** YOUR INSTRUCTIONS **
Show all lines from the records below in which the string "composite" is present.

** RECORDS FOR THIS EXERCISE **
◆ ◆ ◆ ◆ ◆

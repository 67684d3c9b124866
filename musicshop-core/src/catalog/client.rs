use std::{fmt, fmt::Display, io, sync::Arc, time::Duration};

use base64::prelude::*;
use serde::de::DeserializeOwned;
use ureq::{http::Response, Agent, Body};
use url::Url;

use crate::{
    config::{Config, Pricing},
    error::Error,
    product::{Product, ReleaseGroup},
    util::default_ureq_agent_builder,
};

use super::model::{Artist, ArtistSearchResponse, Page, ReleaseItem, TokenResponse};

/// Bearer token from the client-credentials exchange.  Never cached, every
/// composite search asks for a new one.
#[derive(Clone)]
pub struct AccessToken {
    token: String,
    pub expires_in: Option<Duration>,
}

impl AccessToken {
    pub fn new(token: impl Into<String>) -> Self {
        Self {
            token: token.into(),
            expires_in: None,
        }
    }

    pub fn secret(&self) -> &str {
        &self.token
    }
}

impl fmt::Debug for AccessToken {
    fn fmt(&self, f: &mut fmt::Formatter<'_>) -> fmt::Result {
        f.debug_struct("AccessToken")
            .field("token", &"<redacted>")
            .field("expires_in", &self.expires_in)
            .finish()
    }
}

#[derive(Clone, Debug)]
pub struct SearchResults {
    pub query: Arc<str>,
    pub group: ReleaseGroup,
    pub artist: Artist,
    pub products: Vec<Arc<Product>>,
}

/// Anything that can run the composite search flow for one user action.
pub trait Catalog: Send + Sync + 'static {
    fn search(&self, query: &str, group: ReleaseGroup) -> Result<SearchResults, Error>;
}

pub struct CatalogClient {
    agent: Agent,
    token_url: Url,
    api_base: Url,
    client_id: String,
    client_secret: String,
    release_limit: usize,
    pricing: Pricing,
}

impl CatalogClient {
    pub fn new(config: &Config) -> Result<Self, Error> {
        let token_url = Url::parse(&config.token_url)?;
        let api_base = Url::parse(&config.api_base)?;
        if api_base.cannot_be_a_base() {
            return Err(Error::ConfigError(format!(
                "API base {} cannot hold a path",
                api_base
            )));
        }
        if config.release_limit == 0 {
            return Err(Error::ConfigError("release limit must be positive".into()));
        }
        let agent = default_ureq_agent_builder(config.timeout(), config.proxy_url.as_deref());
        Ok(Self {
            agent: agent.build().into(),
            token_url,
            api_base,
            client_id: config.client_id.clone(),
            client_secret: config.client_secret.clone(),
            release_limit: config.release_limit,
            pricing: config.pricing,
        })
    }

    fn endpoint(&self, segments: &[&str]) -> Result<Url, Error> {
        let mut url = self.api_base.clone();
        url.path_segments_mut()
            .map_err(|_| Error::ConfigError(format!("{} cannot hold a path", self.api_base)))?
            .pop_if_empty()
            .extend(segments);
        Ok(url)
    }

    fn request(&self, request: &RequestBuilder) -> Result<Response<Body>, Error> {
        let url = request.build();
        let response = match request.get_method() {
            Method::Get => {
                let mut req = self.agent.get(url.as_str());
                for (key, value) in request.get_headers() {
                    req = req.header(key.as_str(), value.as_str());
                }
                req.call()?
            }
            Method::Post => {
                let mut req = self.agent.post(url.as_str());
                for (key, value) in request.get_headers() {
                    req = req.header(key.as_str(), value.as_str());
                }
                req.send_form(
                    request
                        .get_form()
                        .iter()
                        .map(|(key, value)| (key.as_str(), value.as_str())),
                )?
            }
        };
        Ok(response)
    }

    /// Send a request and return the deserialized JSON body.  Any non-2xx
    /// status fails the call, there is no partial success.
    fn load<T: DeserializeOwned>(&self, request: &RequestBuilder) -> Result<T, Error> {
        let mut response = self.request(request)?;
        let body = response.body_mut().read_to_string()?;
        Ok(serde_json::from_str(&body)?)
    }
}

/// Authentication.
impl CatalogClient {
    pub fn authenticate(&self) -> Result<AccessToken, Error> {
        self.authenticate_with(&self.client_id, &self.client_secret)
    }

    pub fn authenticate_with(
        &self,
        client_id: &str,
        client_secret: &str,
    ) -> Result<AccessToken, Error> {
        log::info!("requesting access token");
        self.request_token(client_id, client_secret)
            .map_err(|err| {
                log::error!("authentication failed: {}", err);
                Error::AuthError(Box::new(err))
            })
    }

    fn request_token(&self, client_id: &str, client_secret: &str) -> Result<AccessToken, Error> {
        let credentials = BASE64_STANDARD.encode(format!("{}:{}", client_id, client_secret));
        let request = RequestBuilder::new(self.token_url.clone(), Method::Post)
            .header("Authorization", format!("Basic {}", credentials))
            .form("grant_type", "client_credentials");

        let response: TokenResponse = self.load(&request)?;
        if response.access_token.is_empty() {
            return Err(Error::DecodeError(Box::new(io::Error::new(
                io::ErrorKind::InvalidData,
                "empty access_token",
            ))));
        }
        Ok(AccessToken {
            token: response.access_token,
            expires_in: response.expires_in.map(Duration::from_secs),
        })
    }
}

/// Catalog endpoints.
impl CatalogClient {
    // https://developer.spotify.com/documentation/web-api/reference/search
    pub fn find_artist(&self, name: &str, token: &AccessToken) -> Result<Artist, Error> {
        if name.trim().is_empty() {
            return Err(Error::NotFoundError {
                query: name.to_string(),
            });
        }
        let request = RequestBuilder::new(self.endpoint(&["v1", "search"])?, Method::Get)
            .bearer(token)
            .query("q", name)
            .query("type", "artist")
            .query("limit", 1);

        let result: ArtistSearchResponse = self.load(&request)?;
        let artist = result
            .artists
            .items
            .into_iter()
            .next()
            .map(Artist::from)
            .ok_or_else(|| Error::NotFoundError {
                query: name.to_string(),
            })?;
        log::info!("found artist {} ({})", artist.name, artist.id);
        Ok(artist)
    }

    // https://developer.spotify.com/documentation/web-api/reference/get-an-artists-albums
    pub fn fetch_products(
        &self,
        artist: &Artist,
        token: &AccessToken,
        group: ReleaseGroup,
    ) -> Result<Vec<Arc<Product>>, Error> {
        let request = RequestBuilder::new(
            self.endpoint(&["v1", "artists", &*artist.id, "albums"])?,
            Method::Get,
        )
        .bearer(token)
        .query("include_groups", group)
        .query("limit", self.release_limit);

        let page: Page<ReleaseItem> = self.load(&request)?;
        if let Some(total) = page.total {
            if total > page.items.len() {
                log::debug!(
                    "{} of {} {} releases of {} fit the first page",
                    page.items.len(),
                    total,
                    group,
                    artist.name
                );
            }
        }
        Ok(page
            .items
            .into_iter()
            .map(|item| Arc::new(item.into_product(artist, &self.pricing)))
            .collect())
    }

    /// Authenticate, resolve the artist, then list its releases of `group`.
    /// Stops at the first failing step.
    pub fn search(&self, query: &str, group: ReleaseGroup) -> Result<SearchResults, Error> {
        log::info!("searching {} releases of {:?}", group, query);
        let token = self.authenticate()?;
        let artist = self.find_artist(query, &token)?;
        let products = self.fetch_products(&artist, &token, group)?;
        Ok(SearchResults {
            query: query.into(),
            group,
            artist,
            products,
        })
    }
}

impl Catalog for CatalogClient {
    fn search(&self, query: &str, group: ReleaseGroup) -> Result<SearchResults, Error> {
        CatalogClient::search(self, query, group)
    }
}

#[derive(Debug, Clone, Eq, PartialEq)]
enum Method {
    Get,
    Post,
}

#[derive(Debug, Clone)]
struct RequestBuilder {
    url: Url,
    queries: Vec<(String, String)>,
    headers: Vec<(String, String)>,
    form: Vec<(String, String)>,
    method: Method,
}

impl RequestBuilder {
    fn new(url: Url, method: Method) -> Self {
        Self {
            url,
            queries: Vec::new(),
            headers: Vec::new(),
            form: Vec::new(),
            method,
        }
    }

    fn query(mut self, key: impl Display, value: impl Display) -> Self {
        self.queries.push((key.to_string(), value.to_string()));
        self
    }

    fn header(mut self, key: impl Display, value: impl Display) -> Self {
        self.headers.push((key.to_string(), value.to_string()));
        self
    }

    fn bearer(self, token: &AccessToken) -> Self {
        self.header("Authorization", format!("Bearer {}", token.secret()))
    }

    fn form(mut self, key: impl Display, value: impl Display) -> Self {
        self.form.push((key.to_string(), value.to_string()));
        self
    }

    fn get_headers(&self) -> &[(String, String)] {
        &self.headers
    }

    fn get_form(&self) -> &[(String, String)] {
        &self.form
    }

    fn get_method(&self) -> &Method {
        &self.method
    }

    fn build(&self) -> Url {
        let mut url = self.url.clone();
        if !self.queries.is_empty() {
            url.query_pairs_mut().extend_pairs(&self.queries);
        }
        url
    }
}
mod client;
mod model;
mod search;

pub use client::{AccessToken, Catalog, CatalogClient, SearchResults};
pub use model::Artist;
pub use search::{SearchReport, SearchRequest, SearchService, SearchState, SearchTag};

◆ ◆ ◆ ◆ ◆

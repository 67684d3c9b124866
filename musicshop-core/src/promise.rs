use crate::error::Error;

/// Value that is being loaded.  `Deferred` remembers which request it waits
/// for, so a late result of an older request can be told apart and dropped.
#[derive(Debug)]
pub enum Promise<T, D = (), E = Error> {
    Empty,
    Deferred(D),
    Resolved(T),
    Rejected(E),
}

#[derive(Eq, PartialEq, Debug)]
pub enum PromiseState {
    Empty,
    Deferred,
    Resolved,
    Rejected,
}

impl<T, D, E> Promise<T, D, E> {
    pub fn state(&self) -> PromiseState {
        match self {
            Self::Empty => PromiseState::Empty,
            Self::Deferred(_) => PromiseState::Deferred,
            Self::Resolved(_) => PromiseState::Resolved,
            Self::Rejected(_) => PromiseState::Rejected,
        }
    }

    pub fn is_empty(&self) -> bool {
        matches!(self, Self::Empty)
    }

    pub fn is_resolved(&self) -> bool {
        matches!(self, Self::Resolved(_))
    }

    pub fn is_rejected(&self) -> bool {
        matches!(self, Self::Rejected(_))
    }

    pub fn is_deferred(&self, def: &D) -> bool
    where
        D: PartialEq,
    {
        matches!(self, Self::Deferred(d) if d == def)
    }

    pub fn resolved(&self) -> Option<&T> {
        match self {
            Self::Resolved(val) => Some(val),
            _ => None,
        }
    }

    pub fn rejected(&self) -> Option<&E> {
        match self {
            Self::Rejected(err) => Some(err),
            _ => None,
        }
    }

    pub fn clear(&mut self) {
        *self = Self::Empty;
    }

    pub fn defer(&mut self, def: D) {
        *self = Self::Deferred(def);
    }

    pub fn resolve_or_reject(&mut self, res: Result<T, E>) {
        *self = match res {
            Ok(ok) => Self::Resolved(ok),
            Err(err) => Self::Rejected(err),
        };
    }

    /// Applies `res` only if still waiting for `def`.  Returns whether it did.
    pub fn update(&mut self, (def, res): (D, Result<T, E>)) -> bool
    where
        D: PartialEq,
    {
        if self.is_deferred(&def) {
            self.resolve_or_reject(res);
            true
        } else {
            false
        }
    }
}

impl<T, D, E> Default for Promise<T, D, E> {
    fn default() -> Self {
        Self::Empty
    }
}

◆ ◆ ◆ ◆ ◆

** ANSWER SPACE **
/// composite search asks for a new one.
/// Anything that can run the composite search flow for one user action.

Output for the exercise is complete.